How many possible unique paths are there?
Above is a 7 x 3 grid. How many possible unique paths are there?
Example 1:
Input: m = 3, n = 2
Output: 3
Explanation:
From the top-left corner, there are a total of 3 ways to reach the bottom-right corner:
- Right -> Right -> Down
- Right -> Down -> Right
- Down -> Right -> Right
Example 2:
Input: m = 7, n = 3
Output: 28
Constraints:
1 <= m, n <= 100
It’s guaranteed that the answer will be less than or equal to 2 * 10 ^ 9.
- 思路
简单的动态规划问题。
class Solution {
public:
int uniquePaths(int m, int n) {
int dp[110][110];
memset(dp,sizeof dp,0);
for(int i=0;i<110;i++) dp[i][0] = 1;
for(int i=0;i<110;i++) dp[0][i] = 1;
for(int i=1;i<m;i++)
for(int j=1;j<n;j++)
dp[i][j] = dp[i-1][j] + dp[i][j-1];
return dp[m-1][n-1];
}
};
还有一种组合数学的方法,其实结果就为C(n-1,m+n-2),即在总步数m+n-2中选择任意n-1步向着同一个方向。
记住求C(n-1,m+n-2),就想像自己在求杨辉三角!
class Solution {
public:
int dp[110][110];
int c(int m,int n){
if(m == n || n == 0) return 1;
if(dp[m][n] == 0) dp[m][n] = c(m-1,n) + c(m-1,n-1);
return dp[m][n];
}
int uniquePaths(int m, int n) {
return c(m+n-2,n-1);
}
};
462. Minimum Moves to Equal Array Elements II – important
Given a non-empty integer array, find the minimum number of moves required to make all array elements equal, where a move is incrementing a selected element by 1 or decrementing a selected element by 1.
You may assume the array’s length is at most 10,000.
Example:
Input:
[1,2,3]
Output:
2
Explanation:
Only two moves are needed (remember each move increments or decrements one element):
[1,2,3] => [2,2,3] => [2,2,2]
- 思路
这里关键是如何选取要变化的目标值。
可以画图看,两个数的话目标值必定在两数之间才可以保证操作次数最小。
那么对于一组数,可以排序后最大值和最小值一组,第二大值和第二小值一组。。。如果保证每组操作次数都最小,那么最终结果也就最小。
因此目标值就是中位数!
class Solution {
public:
int minMoves2(vector<int>& nums) {
sort(nums.begin(),nums.end());
int mid = nums[nums.size()>>1];
if(!nums.size()&1) mid = (mid + nums[nums.size()>>1-1])/2;
int res = 0;
for(auto item:nums) res += abs(item-mid);
return res;
}
};
458. Poor Pigs – important
There are 1000 buckets, one and only one of them is poisonous, while the rest are filled with water. They all look identical. If a pig drinks the poison it will die within 15 minutes. What is the minimum amount of pigs you need to figure out which bucket is poisonous within one hour?

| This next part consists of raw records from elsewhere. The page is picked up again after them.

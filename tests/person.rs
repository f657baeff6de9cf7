use parsilite::prelude::*;

#[derive(Debug, PartialEq)]
struct Person {
    name: String,
    age: i64,
}

fn init() {
    let _ = env_logger::builder().is_test(true).try_init();
}

fn name<'code>() -> impl Parser<'code, Output = String> {
    zip(removing_literal("name: "), substring(char::is_alphabetic))
        .map(|((), name)| name.to_string())
}

fn age<'code>() -> impl Parser<'code, Output = i64> {
    zip(removing_literal("age: "), int()).map(|((), age)| age)
}

fn person<'code>() -> impl Parser<'code, Output = Person> {
    zip3(name(), removing_literal(", "), age()).map(|(name, (), age)| Person { name, age })
}

#[test]
fn test_person_end_to_end() {
    init();
    let (person, rest) = person().run("name: John, age: 90").unwrap();
    assert_eq!(
        person,
        Person {
            name: "John".to_string(),
            age: 90
        }
    );
    assert_eq!(rest, "");
}

#[test]
fn test_person_trailing_input_is_returned() {
    init();
    let (person, rest) = person().run("name: Ada, age: 36; next").unwrap();
    assert_eq!(person.name, "Ada");
    assert_eq!(person.age, 36);
    assert_eq!(rest, "; next");
}

#[test]
fn test_person_bad_age_rolls_back_everything() {
    init();
    let mut cursor = Cursor::new("name: John, age: ninety");

    let err = person().parse(&mut cursor).unwrap_err();
    assert_eq!(
        err,
        ParseError::NotANumber {
            digits: "",
            remaining: "ninety"
        }
    );
    assert_eq!(cursor.position(), 0);
}

#[test]
fn test_person_missing_separator() {
    init();
    let err = person().run("name: John age: 90").unwrap_err();
    assert_eq!(err.kind(), ErrorKind::LiteralNotFound);
    assert_eq!(err.remaining(), Some(" age: 90"));
}

#[test]
fn test_people_in_either_order() {
    init();
    // Fields may come in either order; the first failing layout is rolled back
    let swapped = zip3(age(), removing_literal(", "), name())
        .map(|(age, (), name)| Person { name, age });
    let any_order = person().or(swapped);

    let (a, _) = any_order.run("name: Bo, age: 7").unwrap();
    let (b, _) = any_order.run("age: 7, name: Bo").unwrap();
    assert_eq!(a, b);
}

/// value := bool | int | "[" value "]"
fn value<'code>() -> SyncBoxedParser<'code, String> {
    choice(
        boolean().map(|b| b.to_string()).boxed_sync(),
        [
            int().map(|n| n.to_string()).boxed_sync(),
            zip3(removing_literal("["), lazy(value), removing_literal("]"))
                .map(|((), inner, ())| format!("[{}]", inner))
                .boxed_sync(),
        ],
    )
    .boxed_sync()
}

#[test]
fn test_parsers_shared_across_threads() {
    init();
    let parser = &person();
    let inputs = ["name: A, age: 1", "name: B, age: 2", "name: C, age: 3"];

    std::thread::scope(|scope| {
        let handles: Vec<_> = inputs
            .iter()
            .map(|&input| scope.spawn(move || parser.run(input).map(|(p, _)| p.age)))
            .collect();
        let ages: Vec<_> = handles
            .into_iter()
            .map(|handle| handle.join().unwrap().unwrap())
            .collect();
        assert_eq!(ages, [1, 2, 3]);
    });
}

#[test]
fn test_boxed_recursive_grammar_shared_across_threads() {
    init();
    let parser = &value();
    let inputs = ["[[true]]", "42", "[False]"];

    std::thread::scope(|scope| {
        let handles: Vec<_> = inputs
            .iter()
            .map(|&input| scope.spawn(move || parser.run(input).map(|(v, _)| v)))
            .collect();
        let values: Vec<_> = handles
            .into_iter()
            .map(|handle| handle.join().unwrap().unwrap())
            .collect();
        assert_eq!(values, ["[[true]]", "42", "[false]"]);
    });
}
//! # parsilite - Parser Combinator Library
//!
//! A small parser combinator library for ad-hoc structured text such as
//! `"name: John, age: 90"`.
//!
//! A parser takes a [`Cursor`] into the input by `&mut`. On success it
//! advances the cursor past what it matched and returns a value; on failure it
//! returns a [`ParseError`] and leaves the cursor alone. Primitives in
//! [`utf8`] are combined into larger parsers:
//!
//! - **Sequencing**: [`zip`](zip::zip), [`zip3`](zip::zip3), roll back when a
//!   later stage fails
//! - **Transformation**: [`map`](map::MapExt::map), [`try_map`](map::MapExt::try_map)
//! - **Ordered choice**: [`or`](or::OrExt::or), [`choice`](or::choice)
//! - **Dependent chaining**: [`flat_map`](flat_map::FlatMapExt::flat_map)
//!
//! ```
//! use parsilite::prelude::*;
//!
//! #[derive(Debug, PartialEq)]
//! struct Person {
//!     name: String,
//!     age: i64,
//! }
//!
//! let name = zip(removing_literal("name: "), substring(char::is_alphabetic))
//!     .map(|((), name)| name.to_string());
//! let age = zip(removing_literal("age: "), int()).map(|((), age)| age);
//! let person = zip3(name, removing_literal(", "), age)
//!     .map(|(name, (), age)| Person { name, age });
//!
//! let (person, rest) = person.run("name: John, age: 90").unwrap();
//! assert_eq!(person, Person { name: "John".into(), age: 90 });
//! assert_eq!(rest, "");
//! ```

pub mod always;
pub mod cursor;
pub mod error;
pub mod filter;
pub mod flat_map;
pub mod lazy;
pub mod map;
pub mod or;
pub mod parser;
pub mod utf8;
pub mod zip;

pub use always::{always, never};
pub use cursor::Cursor;
pub use error::{ErrorKind, ParseError, ParseResult};
pub use or::choice;
pub use parser::{BoxedParser, Parser, SyncBoxedParser, from_fn};
pub use zip::{zip, zip3};

/// Everything needed to build grammars, in one import
pub mod prelude {
    pub use crate::always::{always, never};
    pub use crate::cursor::Cursor;
    pub use crate::error::{ErrorKind, ParseError, ParseResult};
    pub use crate::filter::FilterExt;
    pub use crate::flat_map::FlatMapExt;
    pub use crate::lazy::lazy;
    pub use crate::map::MapExt;
    pub use crate::or::{OrExt, choice};
    pub use crate::parser::{BoxedExt, BoxedParser, Parser, SyncBoxedParser, from_fn};
    pub use crate::utf8::{boolean, char, int, removing_literal, substring};
    pub use crate::zip::{ZipExt, zip, zip3};
}
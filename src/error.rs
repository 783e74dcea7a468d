#[derive(Debug, Clone, PartialEq, Eq, thiserror::Error)]
pub enum Error {
    /// A dialect predicate reported a zero-length match, which would stall
    /// the scan loop. Indicates a bug in the dialect, not in the input.
    #[error("cannot advance the scan position by {length} at offset {offset}")]
    InvalidAdvance { offset: usize, length: usize },

    /// A `)` operator was encountered while no parenthesis group was open.
    #[error("closing parenthesis at offset {offset} has no matching opening parenthesis")]
    MismatchedParenthesis { offset: usize },
}

pub type Result<T = ()> = std::result::Result<T, Error>;
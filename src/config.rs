use confique::Config as _;
use std::sync::OnceLock;

#[derive(confique::Config)]
pub struct Config {
    #[cfg(test)]
    #[config(env = "SQLEX_DUMP_TREES", default = false)]
    pub dump_trees: bool,
}

pub fn config() -> &'static Config {
    static CONFIG: OnceLock<Config> = OnceLock::new();
    CONFIG.get_or_init(|| {
        Config::builder()
            .env()
            .load()
            .expect("Failed to load one or more value configuration from the current environment")
    })
}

Answer this question, and write an algorithm for the general case.
General case:
If there are n buckets and a pig drinking poison will die within m minutes, how many pigs (x) you need to figure out the poisonous bucket within p minutes? There is exactly one bucket with poison.
Note:
A pig can be allowed to drink simultaneously on as many buckets as one would like, and the feeding takes no time.
After a pig has instantly finished drinking buckets, there has to be a cool down time of m minutes. During this time, only observation is allowed and no feedings at all.
Any given bucket can be sampled an infinite number of times (by an unlimited number of pigs).
- 思路
参考了评论大神的思路。对于两个小猪,喝完毒药15min 死去,在1h最多能检验多个水桶?答案是25桶,如下图所示:
对于一只猪,可以在1h之内最多喝 4次水(60/15),但是可以检验5个桶,如果前四次没死,说明第5个桶有毒。
对于2只猪,现在可以让一只猪一下喝5桶水,如图所示的一只猪喝行的五个,一只猪喝列的五个,这样就可以确定哪个桶有毒。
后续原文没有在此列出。